§ **AIM OF THE EXERCISE**: What do the lines say, reproduced word for word, from the first of the entries below through the line bearing "Exact-match name index."?

§ **DATA FOR THIS TASK**:
▼▼▼

//! Indexed student store.

use crate::config::Config;
use crate::error::{CoreError, CoreResult};
use crate::index::{HashIndex, Index};
use crate::query::{self, SortDirection, SortField};
use crate::student::Student;
use crate::types::StudentId;
use std::collections::{BTreeSet, HashMap};
use tracing::debug;

/// In-memory student store with a primary map and two indexes.
///
/// Records live only in `by_id`. The other structures hold IDs:
/// - `ids`: every live ID, ordered, for stable listings
/// - `name_index`: name to the IDs currently carrying that name
///
/// Every mutation updates all three before returning, so between calls the
/// indexes always describe exactly the records in `by_id`.
#[derive(Debug, Clone)]
pub struct StudentStore {
    /// Primary map.
    by_id: HashMap<StudentId, Student>,
    /// Ordered set of live IDs.
    ids: BTreeSet<StudentId>,
    /// Exact-match name index.
    name_index: HashIndex<String>,
    /// ID handed out by the next `add`.
    next_id: StudentId,
}

impl StudentStore {
    /// Creates an empty store whose first record gets ID 1.
    pub fn new() -> Self {
        Self::from_valid_config(&Config::default())
    }

    /// Creates an empty store from `config`.
    pub fn with_config(config: Config) -> CoreResult<Self> {
        config.validate()?;
        Ok(Self::from_valid_config(&config))
    }

    fn from_valid_config(config: &Config) -> Self {
        Self {
            by_id: HashMap::new(),
            ids: BTreeSet::new(),
            name_index: HashIndex::with_capacity("name", config.name_index_capacity),
            next_id: config.first_student_id(),
        }
    }

    /// Adds a student and returns its newly assigned ID.
    pub fn add(&mut self, name: &str, age: u8, class_name: &str) -> StudentId {
        let id = self.next_id;
        self.next_id = id.next();

        self.by_id.insert(id, Student::new(id, name, age, class_name));
        self.ids.insert(id);
        self.name_index.insert(name.to_owned(), id);

        debug!(%id, name, age, class = class_name, "student added");
        id
    }

    /// Gets a student by ID.
    pub fn get(&self, id: StudentId) -> Option<&Student> {
        self.by_id.get(&id)
    }

    /// Checks if a student exists.
    pub fn contains(&self, id: StudentId) -> bool {
        self.by_id.contains_key(&id)
    }

    /// Returns all students in ascending ID order.
    pub fn list(&self) -> Vec<&Student> {
        self.ids
            .iter()
            .filter_map(|id| self.by_id.get(id))
            .collect()
    }

    /// Returns every student whose name is exactly `name`, in ascending ID order.
    pub fn search_by_name(&self, name: &str) -> Vec<&Student> {
        self.name_index
            .lookup(&name.to_owned())
            .iter()
            .filter_map(|id| self.by_id.get(id))
            .collect()
    }

    /// Removes a student.
    ///
    /// Returns `false` if no student has this ID.
    pub fn remove(&mut self, id: StudentId) -> bool {
        let Some(removed) = self.by_id.remove(&id) else {
            return false;
        };

        self.ids.remove(&id);
        self.name_index.remove(&removed.name, id);

        debug!(%id, name = %removed.name, "student removed");
        true
    }

    /// Replaces every mutable field of a student.
    ///
    /// A name change moves the ID out of the old name bucket (dropping the
    /// bucket if it empties) and into the new one before the stored name is
    /// overwritten. Returns `false` if no student has this ID.
    pub fn modify(&mut self, id: StudentId, name: &str, age: u8, class_name: &str) -> bool {
        let Some(student) = self.by_id.get_mut(&id) else {
            return false;
        };

        if student.name != name {
            self.name_index.remove(&student.name, id);
            self.name_index.insert(name.to_owned(), id);
            debug!(%id, from = %student.name, to = name, "student renamed");
            student.name = name.to_owned();
        }
        student.age = age;
        student.class_name = class_name.to_owned();

        debug!(%id, age, class = class_name, "student modified");
        true
    }

    /// Returns all students sorted by `field`, ties broken by ID.
    ///
    /// [`SortDirection::Desc`] is exactly the reverse of [`SortDirection::Asc`].
    pub fn ordered(&self, field: SortField, direction: SortDirection) -> Vec<&Student> {
        let mut rows: Vec<&Student> = self.by_id.values().collect();
        query::sort_students(&mut rows, field, direction);
        rows
    }

    /// Returns the number of live students.
    pub fn len(&self) -> usize {
        self.by_id.len()
    }

    /// Returns true if the store holds no students.
    pub fn is_empty(&self) -> bool {
        self.by_id.is_empty()
    }

    /// Returns the ID the next `add` will assign.
    pub fn next_id(&self) -> StudentId {
        self.next_id
    }

    /// Returns the distinct names of live students in ascending order.
    pub fn names(&self) -> Vec<&str> {
        self.name_index
            .keys()
            .into_iter()
            .map(String::as_str)
            .collect()
    }

    /// Cross-checks the primary map against both indexes.
    ///
    /// Returns the first inconsistency found as [`CoreError::IndexCorruption`].
    pub fn verify_integrity(&self) -> CoreResult<()> {
        if self.ids.len() != self.by_id.len() {
            return Err(CoreError::index_corruption(format!(
                "id set holds {} ids but primary map holds {} students",
                self.ids.len(),
                self.by_id.len()
            )));
        }

        for id in &self.ids {
            let student = self.by_id.get(id).ok_or_else(|| {
                CoreError::index_corruption(format!("id {id} is listed but has no record"))
            })?;
            if student.id != *id {
                return Err(CoreError::index_corruption(format!(
                    "record stored under {id} carries id {}",
                    student.id
                )));
            }
            if *id >= self.next_id {
                return Err(CoreError::index_corruption(format!(
                    "id {id} is not below next id {}",
                    self.next_id
                )));
            }
            if !self.name_index.lookup(&student.name).contains(id) {
                return Err(CoreError::index_corruption(format!(
                    "id {id} missing from name bucket {:?}",
                    student.name
                )));
            }
        }

        for (name, bucket) in self.name_index.buckets() {
            if bucket.is_empty() {
                return Err(CoreError::index_corruption(format!(
                    "empty name bucket {name:?}"
                )));
            }
            for id in bucket {
                match self.by_id.get(id) {
                    Some(student) if student.name == *name => {}
                    Some(student) => {
                        return Err(CoreError::index_corruption(format!(
                            "id {id} indexed under {name:?} but named {:?}",
                            student.name
                        )));
                    }
                    None => {
                        return Err(CoreError::index_corruption(format!(
                            "name bucket {name:?} holds dead id {id}"
                        )));
                    }
                }
            }
        }

        if self.name_index.len() != self.by_id.len() {
            return Err(CoreError::index_corruption(format!(
                "name index holds {} ids but primary map holds {} students",
                self.name_index.len(),
                self.by_id.len()
            )));
        }

        Ok(())
    }
}

impl Default for StudentStore {
    fn default() -> Self {
        Self::new()
    }
}

#[cfg(test)]
mod tests {
    use super::*;

    fn id(n: u64) -> StudentId {
        StudentId::new(n)
    }

    fn ids(rows: &[&Student]) -> Vec<u64> {
        rows.iter().map(|s| s.id.as_u64()).collect()
    }

    fn scenario() -> StudentStore {
        let mut store = StudentStore::new();
        store.add("Alice", 20, "A");
        store.add("Bob", 21, "B");
        store.add("Alice", 22, "C");
        store
    }

    #[test]
    fn add_assigns_sequential_ids() {
        let mut store = StudentStore::new();
        assert_eq!(store.add("Alice", 20, "A"), id(1));
        assert_eq!(store.add("Bob", 21, "B"), id(2));
        assert_eq!(store.next_id(), id(3));
        assert_eq!(store.len(), 2);
    }

    #[test]
    fn ids_never_reused() {
        let mut store = StudentStore::new();
        let first = store.add("Alice", 20, "A");
        assert!(store.remove(first));

        let second = store.add("Alice", 20, "A");
        assert_eq!(second, id(2));
        assert!(store.get(first).is_none());
    }

    #[test]
    fn config_seeds_first_id() {
        let mut store = StudentStore::with_config(Config::new().first_id(100)).unwrap();
        assert_eq!(store.add("Zoe", 19, "Z"), id(100));

        assert!(StudentStore::with_config(Config::new().first_id(0)).is_err());
    }

    #[test]
    fn get_existing_and_missing() {
        let store = scenario();

        let bob = store.get(id(2)).unwrap();
        assert_eq!(bob, &Student::new(id(2), "Bob", 21, "B"));
        assert!(store.get(id(99)).is_none());
        assert!(store.contains(id(1)));
        assert!(!store.contains(id(99)));
    }

    #[test]
    fn search_by_name_exact() {
        let store = scenario();

        assert_eq!(ids(&store.search_by_name("Alice")), vec![1, 3]);
        assert_eq!(ids(&store.search_by_name("Bob")), vec![2]);
        assert!(store.search_by_name("alice").is_empty());
        assert!(store.search_by_name("Ali").is_empty());
    }

    #[test]
    fn remove_clears_every_structure() {
        let mut store = scenario();

        assert!(store.remove(id(2)));
        assert!(store.get(id(2)).is_none());
        assert!(store.search_by_name("Bob").is_empty());
        assert_eq!(store.names(), vec!["Alice"]);
        assert_eq!(ids(&store.list()), vec![1, 3]);
        store.verify_integrity().unwrap();
    }

    #[test]
    fn remove_missing_is_false() {
        let mut store = scenario();
        assert!(!store.remove(id(42)));
        assert!(store.remove(id(1)));
        assert!(!store.remove(id(1)));
        assert_eq!(store.len(), 2);
    }

    #[test]
    fn remove_keeps_shared_bucket() {
        let mut store = scenario();

        assert!(store.remove(id(1)));
        assert_eq!(ids(&store.search_by_name("Alice")), vec![3]);
        store.verify_integrity().unwrap();
    }

    #[test]
    fn modify_moves_between_buckets() {
        let mut store = scenario();

        assert!(store.modify(id(2), "Alice", 30, "D"));

        assert!(store.search_by_name("Bob").is_empty());
        assert_eq!(ids(&store.search_by_name("Alice")), vec![1, 2, 3]);
        assert_eq!(store.names(), vec!["Alice"]);
        assert_eq!(store.get(id(2)), Some(&Student::new(id(2), "Alice", 30, "D")));
        store.verify_integrity().unwrap();
    }

    #[test]
    fn modify_same_name_updates_fields() {
        let mut store = scenario();

        assert!(store.modify(id(1), "Alice", 25, "Z"));

        let alice = store.get(id(1)).unwrap();
        assert_eq!(alice.age, 25);
        assert_eq!(alice.class_name, "Z");
        assert_eq!(ids(&store.search_by_name("Alice")), vec![1, 3]);
        store.verify_integrity().unwrap();
    }

    #[test]
    fn modify_missing_is_false() {
        let mut store = scenario();
        let before = store.clone();

        assert!(!store.modify(id(9), "Eve", 30, "E"));
        assert_eq!(store.list(), before.list());
        assert!(store.search_by_name("Eve").is_empty());
    }

    #[test]
    fn list_is_ascending() {
        let mut store = StudentStore::new();
        for name in ["d", "c", "b", "a"] {
            store.add(name, 20, "A");
        }
        store.remove(id(2));
        assert_eq!(ids(&store.list()), vec![1, 3, 4]);
    }

    #[test]
    fn ordered_by_each_field() {
        let mut store = StudentStore::new();
        store.add("Carol", 22, "B");
        store.add("Alice", 22, "A");
        store.add("Bob", 19, "B");

        let by_name = store.ordered(SortField::Name, SortDirection::Asc);
        assert_eq!(ids(&by_name), vec![2, 3, 1]);

        let by_age = store.ordered(SortField::Age, SortDirection::Asc);
        assert_eq!(ids(&by_age), vec![3, 1, 2]);

        let by_class = store.ordered(SortField::Class, SortDirection::Desc);
        assert_eq!(ids(&by_class), vec![3, 1, 2]);

        let by_id = store.ordered(SortField::Id, SortDirection::Desc);
        assert_eq!(ids(&by_id), vec![3, 2, 1]);
    }

    #[test]
    fn scenario_end_to_end() {
        let mut store = scenario();

        assert_eq!(ids(&store.search_by_name("Alice")), vec![1, 3]);
        assert!(store.remove(id(2)));
        assert_eq!(
            store.list(),
            vec![
                &Student::new(id(1), "Alice", 20, "A"),
                &Student::new(id(3), "Alice", 22, "C"),
            ]
        );
        let by_age = store.ordered(SortField::Age, SortDirection::Desc);
        assert_eq!(ids(&by_age), vec![3, 1]);
    }

    #[test]
    fn empty_store() {
        let store = StudentStore::default();
        assert!(store.is_empty());
        assert!(store.list().is_empty());
        assert!(store.ordered(SortField::Name, SortDirection::Asc).is_empty());
        assert!(store.names().is_empty());
        store.verify_integrity().unwrap();
    }

    #[test]
    fn verify_detects_stale_name_bucket() {
        let mut store = scenario();
        store.name_index.insert("Ghost".to_string(), id(2));

        let err = store.verify_integrity().unwrap_err();
        assert!(matches!(err, CoreError::IndexCorruption { .. }));
    }

    #[test]
    fn verify_detects_missing_id() {
        let mut store = scenario();
        store.ids.remove(&id(3));

        assert!(store.verify_integrity().is_err());
    }
}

▲▲▲

§ **TASK ANSWER**:
//! Indexed student store.

use crate::config::Config;
use crate::error::{CoreError, CoreResult};
use crate::index::{HashIndex, Index};
use crate::query::{self, SortDirection, SortField};
use crate::student::Student;
use crate::types::StudentId;
use std::collections::{BTreeSet, HashMap};
use tracing::debug;

/// In-memory student store with a primary map and two indexes.
///
/// Records live only in `by_id`. The other structures hold IDs:
/// - `ids`: every live ID, ordered, for stable listings
/// - `name_index`: name to the IDs currently carrying that name
///
/// Every mutation updates all three before returning, so between calls the
/// indexes always describe exactly the records in `by_id`.
#[derive(Debug, Clone)]
pub struct StudentStore {
    /// Primary map.
    by_id: HashMap<StudentId, Student>,
    /// Ordered set of live IDs.
    ids: BTreeSet<StudentId>,
    /// Exact-match name index.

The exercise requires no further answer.